» Exercise requirements
From top to bottom, each entry below must be reproduced exactly.

» Supplied material
use std::net::SocketAddr;
use std::sync::Arc;
use std::time::Duration;

use tracing_subscriber::{layer::SubscriberExt, util::SubscriberInitExt};

use marquee_api::config::ServerConfig;
use marquee_api::router::build_app_router;
use marquee_api::state::AppState;
use marquee_api::background;

#[tokio::main]
async fn main() {
    dotenvy::dotenv().ok();

    // --- Tracing ---
    tracing_subscriber::registry()
        .with(
            tracing_subscriber::EnvFilter::try_from_default_env()
                .unwrap_or_else(|_| "marquee_api=debug,tower_http=debug".into()),
        )
        .with(tracing_subscriber::fmt::layer())
        .init();

    // --- Configuration ---
    let config = ServerConfig::from_env();
    tracing::info!(host = %config.host, port = %config.port, "Loaded server configuration");

    // --- Database ---
    let database_url = std::env::var("DATABASE_URL").expect("DATABASE_URL must be set");

    let pool = marquee_db::create_pool(&database_url)
        .await
        .expect("Failed to connect to database");
    tracing::info!("Database connection pool created");

    marquee_db::health_check(&pool)
        .await
        .expect("Database health check failed");
    tracing::info!("Database health check passed");

    marquee_db::run_migrations(&pool)
        .await
        .expect("Failed to run database migrations");
    tracing::info!("Database migrations applied");

    // --- Confirmation worker ---
    let (confirmations, confirmation_rx) = background::confirmations::channel();
    let worker_cancel = tokio_util::sync::CancellationToken::new();
    let worker_handle = tokio::spawn(background::confirmations::run(
        pool.clone(),
        confirmation_rx,
        worker_cancel.clone(),
    ));
    tracing::info!("Confirmation worker started");

    // --- App state ---
    let state = AppState {
        pool,
        config: Arc::new(config.clone()),
        confirmations,
    };

    // --- Router ---
    let app = build_app_router(state, &config);

    // --- Start server ---
    let addr = SocketAddr::new(
        config.host.parse().expect("Invalid HOST address"),
        config.port,
    );
    tracing::info!(%addr, "Starting server");

    let listener = tokio::net::TcpListener::bind(addr)
        .await
        .expect("Failed to bind to address");

    axum::serve(listener, app)
        .with_graceful_shutdown(shutdown_signal())
        .await
        .expect("Server error");

    // --- Post-shutdown cleanup ---
    tracing::info!("Server stopped accepting connections, cleaning up");

    worker_cancel.cancel();
    let _ = tokio::time::timeout(
        Duration::from_secs(config.shutdown_timeout_secs),
        worker_handle,
    )
    .await;
    tracing::info!("Confirmation worker stopped");

    tracing::info!("Graceful shutdown complete");
}

/// Wait for a termination signal to initiate graceful shutdown.
///
/// Handles both SIGINT (Ctrl-C) and SIGTERM (on Unix) so the server
/// shuts down cleanly whether stopped interactively or by a process
/// manager (e.g. systemd, Docker, Kubernetes).
async fn shutdown_signal() {
    let ctrl_c = async {
        tokio::signal::ctrl_c()
            .await
            .expect("Failed to install Ctrl-C handler");
    };

    #[cfg(unix)]
    let terminate = async {
        tokio::signal::unix::signal(tokio::signal::unix::SignalKind::terminate())
            .expect("Failed to install SIGTERM handler")
            .recv()
            .await;
    };

    #[cfg(not(unix))]
    let terminate = std::future::pending::<()>();

    tokio::select! {
        () = ctrl_c => {
            tracing::info!("Received SIGINT (Ctrl-C), starting graceful shutdown");
        }
        () = terminate => {
            tracing::info!("Received SIGTERM, starting graceful shutdown");
        }
    }
}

» Response to this task
use std::net::SocketAddr;
use std::sync::Arc;
use std::time::Duration;

use tracing_subscriber::{layer::SubscriberExt, util::SubscriberInitExt};

use marquee_api::config::ServerConfig;
use marquee_api::router::build_app_router;
use marquee_api::state::AppState;
use marquee_api::background;

#[tokio::main]
async fn main() {
    dotenvy::dotenv().ok();

    // --- Tracing ---
    tracing_subscriber::registry()
        .with(
            tracing_subscriber::EnvFilter::try_from_default_env()
                .unwrap_or_else(|_| "marquee_api=debug,tower_http=debug".into()),
        )
        .with(tracing_subscriber::fmt::layer())
        .init();

    // --- Configuration ---
    let config = ServerConfig::from_env();
    tracing::info!(host = %config.host, port = %config.port, "Loaded server configuration");

    // --- Database ---
    let database_url = std::env::var("DATABASE_URL").expect("DATABASE_URL must be set");

    let pool = marquee_db::create_pool(&database_url)
        .await
        .expect("Failed to connect to database");
    tracing::info!("Database connection pool created");

    marquee_db::health_check(&pool)
        .await
        .expect("Database health check failed");
    tracing::info!("Database health check passed");

    marquee_db::run_migrations(&pool)
        .await
        .expect("Failed to run database migrations");
    tracing::info!("Database migrations applied");

    // --- Confirmation worker ---
    let (confirmations, confirmation_rx) = background::confirmations::channel();
    let worker_cancel = tokio_util::sync::CancellationToken::new();
    let worker_handle = tokio::spawn(background::confirmations::run(
        pool.clone(),
        confirmation_rx,
        worker_cancel.clone(),
    ));
    tracing::info!("Confirmation worker started");

    // --- App state ---
    let state = AppState {
        pool,
        config: Arc::new(config.clone()),
        confirmations,
    };

    // --- Router ---
    let app = build_app_router(state, &config);

    // --- Start server ---
    let addr = SocketAddr::new(
        config.host.parse().expect("Invalid HOST address"),
        config.port,
    );
    tracing::info!(%addr, "Starting server");

    let listener = tokio::net::TcpListener::bind(addr)
        .await
        .expect("Failed to bind to address");

    axum::serve(listener, app)
        .with_graceful_shutdown(shutdown_signal())
        .await
        .expect("Server error");

    // --- Post-shutdown cleanup ---
    tracing::info!("Server stopped accepting connections, cleaning up");

    worker_cancel.cancel();
    let _ = tokio::time::timeout(
        Duration::from_secs(config.shutdown_timeout_secs),
        worker_handle,
    )
    .await;
    tracing::info!("Confirmation worker stopped");

    tracing::info!("Graceful shutdown complete");
}

/// Wait for a termination signal to initiate graceful shutdown.
///
/// Handles both SIGINT (Ctrl-C) and SIGTERM (on Unix) so the server
/// shuts down cleanly whether stopped interactively or by a process
/// manager (e.g. systemd, Docker, Kubernetes).
async fn shutdown_signal() {
    let ctrl_c = async {
        tokio::signal::ctrl_c()
            .await
            .expect("Failed to install Ctrl-C handler");
    };

    #[cfg(unix)]
    let terminate = async {
        tokio::signal::unix::signal(tokio::signal::unix::SignalKind::terminate())
            .expect("Failed to install SIGTERM handler")
            .recv()
            .await;
    };

    #[cfg(not(unix))]
    let terminate = std::future::pending::<()>();

    tokio::select! {
        () = ctrl_c => {
            tracing::info!("Received SIGINT (Ctrl-C), starting graceful shutdown");
        }
        () = terminate => {
            tracing::info!("Received SIGTERM, starting graceful shutdown");
        }
    }
}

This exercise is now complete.